WORK INSTRUCTIONS:
Range to output from the entries below: the line containing "let toml_files = glob::glob(&toml_pattern)?;" through the line containing "Try to parse". Set it down exactly, ends included, nothing else.

─── ENTRIES SHOWN ───

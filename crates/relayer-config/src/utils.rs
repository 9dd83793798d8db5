// Copyright 2022 Webb Technologies Inc.
//
// Licensed under the Apache License, Version 2.0 (the "License");
// you may not use this file except in compliance with the License.
// You may obtain a copy of the License at
//
// http://www.apache.org/licenses/LICENSE-2.0
//
// Unless required by applicable law or agreed to in writing, software
// distributed under the License is distributed on an "AS IS" BASIS,
// WITHOUT WARRANTIES OR CONDITIONS OF ANY KIND, either express or implied.
// See the License for the specific language governing permissions and
// limitations under the License.

use std::path::{Path, PathBuf};

use config::{Config, File};

use crate::RelayerConfig;

/// A helper function that will search for all config files in the given directory and return them as a vec
/// of the paths.
///
/// Supported file extensions are:
/// - `.toml`.
/// - `.json`.
pub fn search_config_files<P: AsRef<Path>>(
    base_dir: P,
) -> confession_relayer_utils::Result<Vec<PathBuf>> {
    // A pattern that covers all toml or json files in the config directory and subdirectories.
    let toml_pattern = format!("{}/**/*.toml", base_dir.as_ref().display());
    let json_pattern = format!("{}/**/*.json", base_dir.as_ref().display());
    tracing::trace!(
        "Loading config files from {} and {}",
        toml_pattern,
        json_pattern
    );
    let toml_files = glob::glob(&toml_pattern)?;
    let json_files = glob::glob(&json_pattern)?;
    toml_files
        .chain(json_files)
        .map(|v| v.map_err(confession_relayer_utils::Error::from))
        .collect()
}

/// Try to parse the [`RelayerConfig`] from the given config file(s),
/// with `CONFESSION__*` environment variables layered on top.
pub fn parse_from_files(
    files: &[PathBuf],
) -> confession_relayer_utils::Result<RelayerConfig> {
    let mut builder = Config::builder();
    for config_file in files {
        tracing::trace!("Loading config file: {}", config_file.display());
        let ext = config_file
            .extension()
            .and_then(|e| e.to_str())
            .unwrap_or("");
        let format = match ext {
            "toml" => config::FileFormat::Toml,
            "json" => config::FileFormat::Json,
            _ => {
                tracing::warn!("Unknown file extension: {}", ext);
                continue;
            }
        };
        builder = builder
            .add_source(File::from(config_file.as_path()).format(format));
    }

    // `CONFESSION_EVM__PRIVATE_KEY` maps to `evm.private_key`.
    let builder = builder.add_source(
        config::Environment::with_prefix("CONFESSION")
            .prefix_separator("_")
            .separator("__"),
    );
    let cfg = builder.build()?;
    let config: Result<
        RelayerConfig,
        serde_path_to_error::Error<config::ConfigError>,
    > = serde_path_to_error::deserialize(cfg);
    match config {
        Ok(c) => postloading_process(c),
        Err(e) => {
            tracing::error!("{}", e);
            Err(e.into())
        }
    }
}

/// Load the configuration files and
///
/// Returns `Ok(RelayerConfig)` on success.
///
/// it is the same as using the [`search_config_files`] and [`parse_from_files`] functions combined.
pub fn load<P: AsRef<Path>>(
    path: P,
) -> confession_relayer_utils::Result<RelayerConfig> {
    parse_from_files(&search_config_files(path)?)
}

/// The postloading_process exists to validate configuration and standardize
/// the format of the configuration
pub fn postloading_process(
    mut config: RelayerConfig,
) -> confession_relayer_utils::Result<RelayerConfig> {
    tracing::trace!("Checking configration sanity ...");

    if let Some(var) = config
        .admin
        .password
        .as_deref()
        .and_then(|p| p.strip_prefix('$').map(str::to_owned))
    {
        tracing::trace!("Reading admin password from env {}", var);
        config.admin.password = std::env::var(&var).ok();
        if config.admin.password.is_none() {
            tracing::warn!(
                "!!WARNING!!: admin password env var ({}) is not set",
                var
            );
        }
    }
    if config
        .admin
        .password
        .as_deref()
        .map_or(false, |p| p.trim().is_empty())
    {
        config.admin.password = None;
    }

    if !config.relayer_enabled() {
        tracing::warn!(
            "!!WARNING!!: relayer is disabled, http-endpoint, private-key and contract-address \
            must all be configured under [evm] to relay confessions"
        );
    }
    if config.admin.owner_address.is_none() {
        tracing::warn!(
            "!!WARNING!!: admin.owner-address is not configured, wallet login will always be refused"
        );
    }
    if config.relayer.payment_tolerance_bps > 10_000 {
        tracing::warn!(
            "!!WARNING!!: payment-tolerance-bps ({}) is above 100%, clamping to 10000",
            config.relayer.payment_tolerance_bps
        );
        config.relayer.payment_tolerance_bps = 10_000;
    }
    if config.relayer.rate_limit.max_requests == 0 {
        return Err(confession_relayer_utils::Error::Generic(
            "relayer.rate-limit.max-requests must be at least 1",
        ));
    }

    tracing::trace!(
        "postloaded config: {}",
        serde_json::to_string_pretty(&config)?
    );

    Ok(config)
}

#[cfg(test)]
mod tests {
    use super::*;
    use ethers::types::U256;

    #[test]
    fn empty_directory_yields_defaults() {
        let dir = tempfile::tempdir().unwrap();
        let config = load(dir.path()).unwrap();
        assert_eq!(config.port, 9955);
        assert_eq!(config.relayer.rate_limit.max_requests, 10);
        assert_eq!(config.relayer.rate_limit.window_secs, 3600);
        assert_eq!(config.relayer.payment_tolerance_bps, 9000);
        assert_eq!(config.relayer.confirmation_timeout_secs, 60);
        assert_eq!(config.relayer.max_confession_length, 1000);
        assert!(config.relayer.trusted_proxies.is_empty());
        assert_eq!(config.admin.nonce_ttl_secs, 300);
        assert_eq!(config.admin.session_ttl_secs, 3600);
        assert!(!config.relayer_enabled());
    }

    #[test]
    fn parses_toml_file() {
        let dir = tempfile::tempdir().unwrap();
        std::fs::write(
            dir.path().join("relayer.toml"),
            r#"
port = 8080
app-url = "https://confessions.example.org"

[evm]
http-endpoint = "http://localhost:8545"
chain-id = 31337
contract-address = "0x5FbDB2315678afecb367f032d93F642f64180aa3"
private-key = "0xac0974bec39a17e36ba4a6b4d238ff944bacb478cbed5efcae784d7bf4f2ff80"

[relayer]
gas-buffer = "0.002"
payment-tolerance-bps = 20000
trusted-proxies = ["127.0.0.1", "10.0.0.0/8"]

[relayer.rate-limit]
max-requests = 3

[admin]
owner-address = "0xf39Fd6e51aad88F6F4ce6aB8827279cffFb92266"
password = "hunter2"
"#,
        )
        .unwrap();
        let config = load(dir.path()).unwrap();
        assert_eq!(config.port, 8080);
        assert_eq!(config.evm.chain_id, 31337);
        assert!(config.relayer_enabled());
        assert_eq!(config.relayer.gas_buffer.wei(), U256::exp10(15) * 2);
        assert_eq!(config.relayer.rate_limit.max_requests, 3);
        assert_eq!(config.relayer.payment_tolerance_bps, 10_000);
        assert_eq!(config.relayer.trusted_proxies, ["127.0.0.1", "10.0.0.0/8"]);
        assert_eq!(config.admin.password.as_deref(), Some("hunter2"));
        assert!(config.admin.owner_address.is_some());
    }

    #[test]
    fn password_reads_from_env() {
        std::env::set_var("CONFESSION_TEST_ADMIN_PASSWORD", "s3cret");
        let mut config = RelayerConfig::default();
        config.admin.password = Some("$CONFESSION_TEST_ADMIN_PASSWORD".into());
        let config = postloading_process(config).unwrap();
        assert_eq!(config.admin.password.as_deref(), Some("s3cret"));
    }

    #[test]
    fn zero_rate_limit_is_rejected() {
        let mut config = RelayerConfig::default();
        config.relayer.rate_limit.max_requests = 0;
        assert!(postloading_process(config).is_err());
    }
}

───

RESPONSE BOX:
    let toml_files = glob::glob(&toml_pattern)?;
    let json_files = glob::glob(&json_pattern)?;
    toml_files
        .chain(json_files)
        .map(|v| v.map_err(confession_relayer_utils::Error::from))
        .collect()
}

/// Try to parse the [`RelayerConfig`] from the given config file(s),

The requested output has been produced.